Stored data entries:
--- START ---
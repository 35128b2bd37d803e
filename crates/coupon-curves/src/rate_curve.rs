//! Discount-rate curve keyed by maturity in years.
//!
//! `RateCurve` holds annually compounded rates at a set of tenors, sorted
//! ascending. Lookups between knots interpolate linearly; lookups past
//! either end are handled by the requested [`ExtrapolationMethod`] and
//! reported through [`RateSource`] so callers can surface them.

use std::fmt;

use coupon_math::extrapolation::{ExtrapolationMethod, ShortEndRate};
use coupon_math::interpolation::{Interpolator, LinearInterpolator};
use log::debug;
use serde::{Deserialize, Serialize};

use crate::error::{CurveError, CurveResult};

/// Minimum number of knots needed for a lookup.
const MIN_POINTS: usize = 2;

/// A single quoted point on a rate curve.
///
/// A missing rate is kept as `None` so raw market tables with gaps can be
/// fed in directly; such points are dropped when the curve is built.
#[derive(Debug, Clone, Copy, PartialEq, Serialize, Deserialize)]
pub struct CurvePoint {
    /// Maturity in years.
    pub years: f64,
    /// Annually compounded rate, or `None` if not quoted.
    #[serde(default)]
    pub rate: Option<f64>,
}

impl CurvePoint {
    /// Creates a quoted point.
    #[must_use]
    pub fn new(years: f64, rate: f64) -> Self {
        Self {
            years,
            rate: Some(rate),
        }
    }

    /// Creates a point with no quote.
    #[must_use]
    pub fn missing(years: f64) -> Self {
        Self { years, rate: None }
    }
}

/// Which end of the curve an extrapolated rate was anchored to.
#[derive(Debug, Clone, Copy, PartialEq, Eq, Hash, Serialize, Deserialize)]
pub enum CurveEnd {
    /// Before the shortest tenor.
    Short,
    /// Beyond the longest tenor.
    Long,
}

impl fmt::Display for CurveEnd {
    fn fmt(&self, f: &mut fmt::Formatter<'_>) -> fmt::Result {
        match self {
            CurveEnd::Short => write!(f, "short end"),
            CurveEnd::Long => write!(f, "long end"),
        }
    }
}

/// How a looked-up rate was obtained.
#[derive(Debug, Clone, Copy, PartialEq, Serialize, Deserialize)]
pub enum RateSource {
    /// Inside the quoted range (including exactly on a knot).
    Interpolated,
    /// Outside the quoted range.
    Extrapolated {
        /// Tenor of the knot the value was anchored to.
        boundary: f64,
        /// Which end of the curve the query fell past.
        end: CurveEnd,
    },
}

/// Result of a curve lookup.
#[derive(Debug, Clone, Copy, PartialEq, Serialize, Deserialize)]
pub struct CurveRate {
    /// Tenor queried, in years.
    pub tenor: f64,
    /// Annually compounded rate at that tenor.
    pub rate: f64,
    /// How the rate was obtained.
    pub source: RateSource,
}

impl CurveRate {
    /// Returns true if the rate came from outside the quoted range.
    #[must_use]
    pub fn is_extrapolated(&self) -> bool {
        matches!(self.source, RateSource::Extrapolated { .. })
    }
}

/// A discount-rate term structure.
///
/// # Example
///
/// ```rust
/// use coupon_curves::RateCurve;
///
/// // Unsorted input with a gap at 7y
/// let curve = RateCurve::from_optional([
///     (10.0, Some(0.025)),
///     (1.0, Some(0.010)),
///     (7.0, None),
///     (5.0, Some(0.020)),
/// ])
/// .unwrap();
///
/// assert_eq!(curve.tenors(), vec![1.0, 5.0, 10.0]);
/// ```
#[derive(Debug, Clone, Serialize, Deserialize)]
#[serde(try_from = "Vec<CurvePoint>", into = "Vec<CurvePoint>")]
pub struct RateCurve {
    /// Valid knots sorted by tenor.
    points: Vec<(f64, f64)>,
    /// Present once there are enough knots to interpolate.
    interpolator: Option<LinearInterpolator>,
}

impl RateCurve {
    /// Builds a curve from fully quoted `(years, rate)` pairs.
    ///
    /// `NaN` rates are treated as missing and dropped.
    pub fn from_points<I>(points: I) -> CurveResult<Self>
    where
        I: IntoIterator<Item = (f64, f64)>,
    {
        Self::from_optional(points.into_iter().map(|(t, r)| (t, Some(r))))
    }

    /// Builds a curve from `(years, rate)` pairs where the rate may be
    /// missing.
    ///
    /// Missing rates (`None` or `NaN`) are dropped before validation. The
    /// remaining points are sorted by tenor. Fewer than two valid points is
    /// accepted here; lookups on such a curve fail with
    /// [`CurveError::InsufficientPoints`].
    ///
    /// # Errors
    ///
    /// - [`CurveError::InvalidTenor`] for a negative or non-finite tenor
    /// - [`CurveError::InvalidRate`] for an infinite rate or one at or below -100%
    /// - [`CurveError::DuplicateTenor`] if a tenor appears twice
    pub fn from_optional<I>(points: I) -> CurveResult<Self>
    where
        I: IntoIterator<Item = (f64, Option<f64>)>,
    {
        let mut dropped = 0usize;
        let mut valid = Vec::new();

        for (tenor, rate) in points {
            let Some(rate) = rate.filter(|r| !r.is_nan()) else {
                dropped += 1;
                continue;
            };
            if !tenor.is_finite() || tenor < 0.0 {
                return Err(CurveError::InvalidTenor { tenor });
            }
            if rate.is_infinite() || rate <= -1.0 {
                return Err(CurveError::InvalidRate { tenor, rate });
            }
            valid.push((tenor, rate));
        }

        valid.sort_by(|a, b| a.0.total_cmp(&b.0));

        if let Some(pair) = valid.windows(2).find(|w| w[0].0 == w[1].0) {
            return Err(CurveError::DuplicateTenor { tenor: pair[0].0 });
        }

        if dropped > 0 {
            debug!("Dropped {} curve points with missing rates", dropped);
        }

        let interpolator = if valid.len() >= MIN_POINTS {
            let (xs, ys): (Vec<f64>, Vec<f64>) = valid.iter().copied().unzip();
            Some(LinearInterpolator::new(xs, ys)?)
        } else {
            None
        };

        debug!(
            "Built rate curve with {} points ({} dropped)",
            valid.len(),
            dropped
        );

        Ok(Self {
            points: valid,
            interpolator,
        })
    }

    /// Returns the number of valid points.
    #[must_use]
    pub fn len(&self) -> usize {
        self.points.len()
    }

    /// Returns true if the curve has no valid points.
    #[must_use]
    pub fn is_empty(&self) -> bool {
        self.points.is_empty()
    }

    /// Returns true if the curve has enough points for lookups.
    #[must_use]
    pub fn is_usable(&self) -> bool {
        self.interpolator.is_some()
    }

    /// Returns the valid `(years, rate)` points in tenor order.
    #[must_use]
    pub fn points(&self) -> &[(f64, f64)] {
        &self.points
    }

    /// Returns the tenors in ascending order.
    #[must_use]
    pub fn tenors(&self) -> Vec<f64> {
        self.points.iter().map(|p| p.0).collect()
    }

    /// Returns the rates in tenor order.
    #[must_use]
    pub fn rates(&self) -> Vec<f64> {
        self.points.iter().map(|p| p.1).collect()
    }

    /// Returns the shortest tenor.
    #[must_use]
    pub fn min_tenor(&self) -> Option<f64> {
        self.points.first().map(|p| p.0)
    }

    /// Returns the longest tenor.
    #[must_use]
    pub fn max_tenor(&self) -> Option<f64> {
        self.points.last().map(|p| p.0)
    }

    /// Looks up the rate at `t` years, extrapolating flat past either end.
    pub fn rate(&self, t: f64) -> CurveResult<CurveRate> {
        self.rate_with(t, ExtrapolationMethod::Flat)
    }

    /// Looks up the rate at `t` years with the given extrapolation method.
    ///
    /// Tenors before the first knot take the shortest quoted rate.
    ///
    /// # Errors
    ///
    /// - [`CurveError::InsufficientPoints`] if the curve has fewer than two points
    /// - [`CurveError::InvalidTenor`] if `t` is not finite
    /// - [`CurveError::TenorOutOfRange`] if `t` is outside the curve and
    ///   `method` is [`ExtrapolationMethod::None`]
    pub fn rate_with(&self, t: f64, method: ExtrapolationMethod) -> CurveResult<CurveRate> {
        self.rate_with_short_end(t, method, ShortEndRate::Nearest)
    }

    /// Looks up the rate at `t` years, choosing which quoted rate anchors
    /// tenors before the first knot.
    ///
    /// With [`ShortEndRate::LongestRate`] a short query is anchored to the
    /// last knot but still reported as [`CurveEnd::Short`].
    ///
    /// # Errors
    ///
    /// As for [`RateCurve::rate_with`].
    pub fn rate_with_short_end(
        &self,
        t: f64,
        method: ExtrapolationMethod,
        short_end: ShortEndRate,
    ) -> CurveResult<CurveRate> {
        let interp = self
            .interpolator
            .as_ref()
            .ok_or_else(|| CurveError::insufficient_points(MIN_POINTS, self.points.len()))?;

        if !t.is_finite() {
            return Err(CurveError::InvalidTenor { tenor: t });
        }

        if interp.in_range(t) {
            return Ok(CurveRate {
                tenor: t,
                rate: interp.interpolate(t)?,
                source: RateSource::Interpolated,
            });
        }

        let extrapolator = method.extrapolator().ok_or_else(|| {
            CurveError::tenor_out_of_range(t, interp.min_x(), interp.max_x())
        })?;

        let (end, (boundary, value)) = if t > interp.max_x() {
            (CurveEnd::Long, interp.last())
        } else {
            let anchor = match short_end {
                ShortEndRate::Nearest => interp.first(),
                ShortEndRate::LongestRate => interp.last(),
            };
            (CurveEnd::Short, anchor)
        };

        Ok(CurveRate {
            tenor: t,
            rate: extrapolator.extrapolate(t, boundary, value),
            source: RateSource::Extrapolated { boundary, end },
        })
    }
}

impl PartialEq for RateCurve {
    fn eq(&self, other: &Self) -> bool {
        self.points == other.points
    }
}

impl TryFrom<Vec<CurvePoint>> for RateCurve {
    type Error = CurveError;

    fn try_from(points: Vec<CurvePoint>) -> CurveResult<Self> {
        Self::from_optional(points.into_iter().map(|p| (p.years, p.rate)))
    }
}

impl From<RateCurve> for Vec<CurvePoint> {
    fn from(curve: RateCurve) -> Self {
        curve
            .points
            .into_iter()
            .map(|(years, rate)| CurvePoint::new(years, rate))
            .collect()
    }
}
--- END ---
Pull from the data each line where the string "knots" turns up.

§ WRITTEN SOLUTION:
//! ascending. Lookups between knots interpolate linearly; lookups past
/// Minimum number of knots needed for a lookup.
    /// Valid knots sorted by tenor.
    /// Present once there are enough knots to interpolate.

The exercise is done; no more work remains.